Adversarial Examples for Models of Code: An Evaluation

The landscape of machine learning has expanded to encompass models that understand and generate code, achieving noteworthy results in tasks such as code summarization, code generation, and bug detection. However, the vulnerability of these models to adversarial examples raises concerns about their robustness and reliability. The paper by Yefet, Alon, and Yahav explores the susceptibilities of neural code models and presents a novel approach for crafting adversarial examples targeted at these models.

Overview of the Approach

The paper introduces Discrete Adversarial Manipulation of Programs (DAMP), a technique designed to exploit the weaknesses of trained neural models of code by presenting them with adversarial examples. These examples are generated by inducing perturbations in the input code that do not alter the original program semantics, yet lead to altered model predictions. DAMP employs gradient-based methods to find minimal changes that can steer the model towards an incorrect prediction. This methodology is effective across different neural architectures, namely code2vec, GGNN, and GNN-FiLM, and is evaluated on programs written in Java and C#.

Numerical Evidence and Effectiveness

The DAMP technique shows a significant capacity for both targeted and non-targeted attacks. A mere change of a variable name can achieve up to 89% success rates in targeted attacks and up to 94% in non-targeted attacks. The success of such minimal changes underscores the fragility of current code models facing adversarial inputs. The paper further compares various defense mechanisms, each with different trade-offs between accuracy and resilience.

Implications and Future Directions

These findings indicate the need to reassess the robustness of models in software engineering and code analysis domains. As adversarial examples can lead to severe consequences, such as the misclassification of malware as benign software, enhancing model resilience has practical implications for security purposes. On a theoretical level, the introduction of DAMP opens avenues for exploring adversarial robustness in discrete domains, an area traditionally dominated by continuous inputs like images.

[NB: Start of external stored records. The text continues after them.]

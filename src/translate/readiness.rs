//! Model readiness tracking
//!
//! One watch channel per model name. The registry is an explicit object owned
//! by the service and torn down when the service stops.

use parking_lot::Mutex;
use std::collections::HashMap;
use std::fmt;
use std::sync::Arc;
use tokio::sync::watch;

/// Lifecycle of a model inside the inference engine
#[derive(Debug, Clone, PartialEq, Eq, Default)]
pub enum ModelState {
    #[default]
    NotInitialized,
    Initializing,
    Initialized,
    Error(String),
}

impl ModelState {
    pub fn is_ready(&self) -> bool {
        matches!(self, ModelState::Initialized)
    }
}

impl fmt::Display for ModelState {
    fn fmt(&self, f: &mut fmt::Formatter<'_>) -> fmt::Result {
        match self {
            ModelState::NotInitialized => f.write_str("not initialized"),
            ModelState::Initializing => f.write_str("initializing"),
            ModelState::Initialized => f.write_str("initialized"),
            ModelState::Error(message) => write!(f, "error: {message}"),
        }
    }
}

/// Readiness state of every known model
#[derive(Clone, Default)]
pub struct ModelRegistry {
    states: Arc<Mutex<HashMap<String, Arc<watch::Sender<ModelState>>>>>,
}

impl ModelRegistry {
    pub fn new() -> Self {
        Self::default()
    }

    fn sender(&self, name: &str) -> Arc<watch::Sender<ModelState>> {
        self.states
            .lock()
            .entry(name.to_string())
            .or_insert_with(|| Arc::new(watch::Sender::new(ModelState::NotInitialized)))
            .clone()
    }

    /// Current state; unknown models are `NotInitialized`
    pub fn state(&self, name: &str) -> ModelState {
        self.states
            .lock()
            .get(name)
            .map(|tx| tx.borrow().clone())
            .unwrap_or_default()
    }

    /// Observe state changes of a model
    pub fn subscribe(&self, name: &str) -> watch::Receiver<ModelState> {
        self.sender(name).subscribe()
    }

    pub fn set(&self, name: &str, state: ModelState) {
        self.sender(name).send_replace(state);
    }

    /// Move to `Initializing` unless already there. Returns false if an
    /// initialization is already in flight.
    pub fn begin_initializing(&self, name: &str) -> bool {
        self.sender(name).send_if_modified(|state| {
            if *state == ModelState::Initializing {
                false
            } else {
                *state = ModelState::Initializing;
                true
            }
        })
    }

    /// Drop every model entry. Subscribers see their channel close.
    pub fn clear(&self) {
        self.states.lock().clear();
    }

    pub fn len(&self) -> usize {
        self.states.lock().len()
    }

    pub fn is_empty(&self) -> bool {
        self.len() == 0
    }
}
//! Storage Layer
//!
//! Locates the per-user directories and persists user preferences.

pub mod preferences;

use anyhow::Result;
use std::path::PathBuf;

pub use preferences::{load_target_language, Preferences, PREFERENCES_FILE_NAME};

fn project_dirs() -> Result<directories::ProjectDirs> {
    directories::ProjectDirs::from("com", "screentranslator", "ScreenTranslator")
        .ok_or_else(|| anyhow::anyhow!("Could not determine home directory"))
}

/// Get the configuration directory
pub fn get_config_dir() -> Result<PathBuf> {
    let config_dir = project_dirs()?.config_dir().to_path_buf();
    std::fs::create_dir_all(&config_dir)?;

    Ok(config_dir)
}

Defenses and their Trade-offs

Empirical analysis of various defenses, such as training models without variable names or with adversarial examples, reveals significant improvements in robustness, albeit with a slight compromise in performance. Modular defenses, which act as preprocessing filters, present alternatives that maintain model accuracy while providing layered defense against adversarial perturbations.

Conclusion

The paper provides a critical examination of vulnerabilities in neural models of code and the need for robust defenses against adversarial examples. As academic and industry efforts continue to integrate AI into programming languages and software development tools, this work highlights essential considerations for developing reliable and secure AI-driven solutions. Moving forward, further research into strengthening adversarial defenses and exploring transferability across models will be pivotal to advancing the domain of secure and intelligent software systems.